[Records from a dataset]
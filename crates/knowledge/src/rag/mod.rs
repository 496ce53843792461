//! RAG (Retrieval-Augmented Generation) answering loop.
//!
//! Components, leaf first:
//! - [`classify`]: parses model answers into a status and cited chunks
//! - [`context`]: builds the bounded context block for a round
//! - [`planner`]: chooses the chunks shown in each round
//! - [`retrieval`]: candidate search and neighbour page lookups
//! - [`answer`]: drives the rounds

pub mod answer;
pub mod classify;
pub mod context;
pub mod planner;
pub mod retrieval;
pub mod state;
pub mod types;

pub use answer::answer_question;
pub use classify::{classify, extract_cited_chunks, is_incomplete, is_insufficient, AnswerStatus};
pub use context::{assemble_context, AssembledContext};
pub use planner::{BatchPlanner, ChunkBatch};
pub use retrieval::{retrieve_candidates, surrounding_pages, CandidatePools};
pub use state::RoundState;
pub use types::{RagResponse, RagSourceRef, Termination, NO_EVIDENCE_MESSAGE};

EXERCISE: An exact copy of every record above is what's needed here.

ANSWER:
filename crates/knowledge/src/rag/mod.rs
repository 496ce53843792461
//! RAG (Retrieval-Augmented Generation) answering loop.
//!
//! Components, leaf first:
//! - [`classify`]: parses model answers into a status and cited chunks
//! - [`context`]: builds the bounded context block for a round
//! - [`planner`]: chooses the chunks shown in each round
//! - [`retrieval`]: candidate search and neighbour page lookups
//! - [`answer`]: drives the rounds

pub mod answer;
pub mod classify;
pub mod context;
pub mod planner;
pub mod retrieval;
pub mod state;
pub mod types;

pub use answer::answer_question;
pub use classify::{classify, extract_cited_chunks, is_incomplete, is_insufficient, AnswerStatus};
pub use context::{assemble_context, AssembledContext};
pub use planner::{BatchPlanner, ChunkBatch};
pub use retrieval::{retrieve_candidates, surrounding_pages, CandidatePools};
pub use state::RoundState;
pub use types::{RagResponse, RagSourceRef, Termination, NO_EVIDENCE_MESSAGE};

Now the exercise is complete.